In this case, the consent of the minister of petroleum must be sought and approval granted before any transfer of oil and gas assets from one company to the other. The Minister’s letter states: “We are of the view that such significant change of shareholding can only be carried out in close adherence with the guidelines and procedures for obtaining consent to the assignment of interest in oil and gas assets dated August 11, 2014, issued pursuant to the powers of the Minister of Petroleum Resources under the Petroleum Act.
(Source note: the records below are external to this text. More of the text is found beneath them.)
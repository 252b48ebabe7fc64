use std::sync::Arc;

use chrono::Utc;
use prompt_harness_core::{
    AnalysisKind, AnalysisRequest, ExtractedMetrics, ModelId, ProviderErrorKind, QualityTier,
    RawResponse, ResultBundle, TestResult, ValidationResult,
};
use prompt_harness_db::{DatabaseError, HarnessConfig, ResultStore};

// ---------------------------------------------------------------------------
// Helpers
// ---------------------------------------------------------------------------

fn result(id: &str, kind: AnalysisKind, response: RawResponse) -> TestResult {
    let failed = response.is_failure();
    TestResult {
        test_id: id.to_string(),
        timestamp: Utc::now(),
        request: AnalysisRequest::new("Cybersecurity endpoint protection", ModelId::Gemini, kind)
            .unwrap(),
        prompt_preview: "You are a senior financial analyst...".to_string(),
        response,
        metrics: ExtractedMetrics::default(),
        validation: ValidationResult {
            quality_score: if failed { 0.0 } else { 0.55 },
            section_coverage: 0.0,
            element_coverage: 0.0,
            response_length: 0,
            missing_requirements: vec!["WACC Calculation".to_string()],
            recommendations: Vec::new(),
            sections_found: Vec::new(),
            element_hits: Vec::new(),
            indicators: Vec::new(),
            quality_tier: if failed {
                QualityTier::Failed
            } else {
                QualityTier::Low
            },
            passed: false,
        },
        response_digest: "cd".repeat(32),
        warnings: Vec::new(),
    }
}

// ---------------------------------------------------------------------------
// Result log
// ---------------------------------------------------------------------------

#[test]
fn test_reopen_replays_records_in_order() {
    let dir = tempfile::tempdir().unwrap();
    let path = dir.path().join("results.jsonl");

    {
        let store = ResultStore::open(&path).unwrap();
        store
            .append(result("one", AnalysisKind::Tam, RawResponse::success("text", 10)))
            .unwrap();
        store
            .append(result(
                "two",
                AnalysisKind::Dcf,
                RawResponse::failure(ProviderErrorKind::AuthError, "401", 5),
            ))
            .unwrap();
    }

    let store = ResultStore::open(&path).unwrap();
    let ids: Vec<_> = store.list(None).into_iter().map(|r| r.test_id).collect();
    assert_eq!(ids, vec!["one", "two"]);
    assert_eq!(
        store.get("two").unwrap().provider_error(),
        Some(ProviderErrorKind::AuthError)
    );

    store
        .append(result("three", AnalysisKind::Tam, RawResponse::success("x", 1)))
        .unwrap();
    let err = store
        .append(result("one", AnalysisKind::Tam, RawResponse::success("x", 1)))
        .unwrap_err();
    assert!(matches!(err, DatabaseError::DuplicateId(_)));

    let lines = std::fs::read_to_string(&path).unwrap();
    assert_eq!(lines.lines().count(), 3);
}

#[test]
fn test_concurrent_appends_are_all_persisted() {
    let dir = tempfile::tempdir().unwrap();
    let path = dir.path().join("results.jsonl");
    let store = Arc::new(ResultStore::open(&path).unwrap());

    std::thread::scope(|scope| {
        for worker in 0..4 {
            let store = Arc::clone(&store);
            scope.spawn(move || {
                for n in 0..25 {
                    let id = format!("w{worker}-{n}");
                    store
                        .append(result(&id, AnalysisKind::Tam, RawResponse::success("ok", 1)))
                        .unwrap();
                }
            });
        }
    });

    assert_eq!(store.len(), 100);
    drop(store);

    let reopened = ResultStore::open(&path).unwrap();
    assert_eq!(reopened.len(), 100);
    assert!(reopened.get("w3-24").is_some());
}

#[test]
fn test_log_records_are_camel_case_json() {
    let dir = tempfile::tempdir().unwrap();
    let path = dir.path().join("results.jsonl");
    let store = ResultStore::open(&path).unwrap();
    store
        .append(result(
            "auth",
            AnalysisKind::Dcf,
            RawResponse::failure(ProviderErrorKind::AuthError, "bad key", 3),
        ))
        .unwrap();

    let line = std::fs::read_to_string(&path).unwrap();
    let value: serde_json::Value = serde_json::from_str(line.trim()).unwrap();
    assert_eq!(value["testId"], "auth");
    assert_eq!(value["request"]["companyContext"], "Cybersecurity endpoint protection");
    assert_eq!(value["response"]["providerError"], "AuthError");
    assert_eq!(value["validation"]["qualityScore"], 0.0);
}

// ---------------------------------------------------------------------------
// Export
// ---------------------------------------------------------------------------

#[test]
fn test_export_roundtrips_through_bundle() {
    let dir = tempfile::tempdir().unwrap();
    let store = ResultStore::in_memory();
    store
        .append(result("t", AnalysisKind::Tam, RawResponse::success("a", 1)))
        .unwrap();
    store
        .append(result("d", AnalysisKind::Dcf, RawResponse::success("b", 1)))
        .unwrap();

    let path = dir.path().join("all.json");
    let receipt = store.export_to_file(None, &path).unwrap();
    assert_eq!(receipt.total_tests, 2);

    let bundle: ResultBundle =
        serde_json::from_str(&std::fs::read_to_string(&path).unwrap()).unwrap();
    assert_eq!(bundle.kind, None);
    assert_eq!(bundle.total_tests, 2);
    assert_eq!(bundle.results, store.list(None));
}

// ---------------------------------------------------------------------------
// Configuration
// ---------------------------------------------------------------------------

#[test]
fn test_config_file_drives_profiles_and_framework() {
    let dir = tempfile::tempdir().unwrap();
    let framework = dir.path().join("dcf_framework.md");
    std::fs::write(&framework, "## Model Construction\nBuild a 10-year model.").unwrap();

    let yaml = format!(
        r#"
profiles:
  dcf:
    framework_path: {}
    merge_strategy: replace
    checklist:
      sections: ["Model Construction", "WACC Calculation"]
"#,
        framework.display()
    );
    let config_path = dir.path().join("harness.yml");
    std::fs::write(&config_path, yaml).unwrap();

    let config = HarnessConfig::load(&config_path).unwrap();
    let profile = config.scoring_profile(AnalysisKind::Dcf).unwrap();
    assert_eq!(
        profile.checklist.sections,
        vec!["Model Construction", "WACC Calculation"]
    );
    assert_eq!(profile.checklist.elements.len(), 18);

    let text = config.framework_text(AnalysisKind::Dcf).unwrap().unwrap();
    assert!(text.starts_with("## Model Construction"));
    assert!(config.framework_text(AnalysisKind::Tam).unwrap().is_none());
}

#[test]
fn test_missing_config_file_is_io_error() {
    let err = HarnessConfig::load("/nonexistent/harness.yml").unwrap_err();
    assert!(matches!(err, DatabaseError::IoError(_)));
}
Articles 3 and 4 of the Guidelines of Ministerial Consent set out the key elements of assignment of ownership and control of interests in oil and gas assets and the requirements for securing ministerial consent.”
Some analysts believe that the impasse between Lekoil Nigeria and Lekoil Cayman has become more complicated only due to the involvement of third-party adventurers. The acquisition of shares on the cheap and the subsequent surreptitious attempt by Metallon to take over Lekoil Nigeria assets, set in motion the twists and turns in the tale that has been over the past several months.
One must ask this question; did Metallon read the Lekoil shareholder agreement before it set about its takeover manoeuvrings? Was Savannah Energy made aware of that agreement and did it pay adequate attention to it before getting entangled in this messy affair with Lekoil Cayman?
The Lekoil shareholder agreement was apparently overlooked by Metallon and so has Savannah Energy in this apparent takeover bid. That agreement effectively prevents any entity from taking possession of Lekoil Nigeria assets, without due process. And it does seem that the assets are the ultimate target of those seeking a backdoor control of Lekoil.
So, why is Savannah Energy boldly proceeding on this course? Is there something that Savannah Energy knows that nobody else does?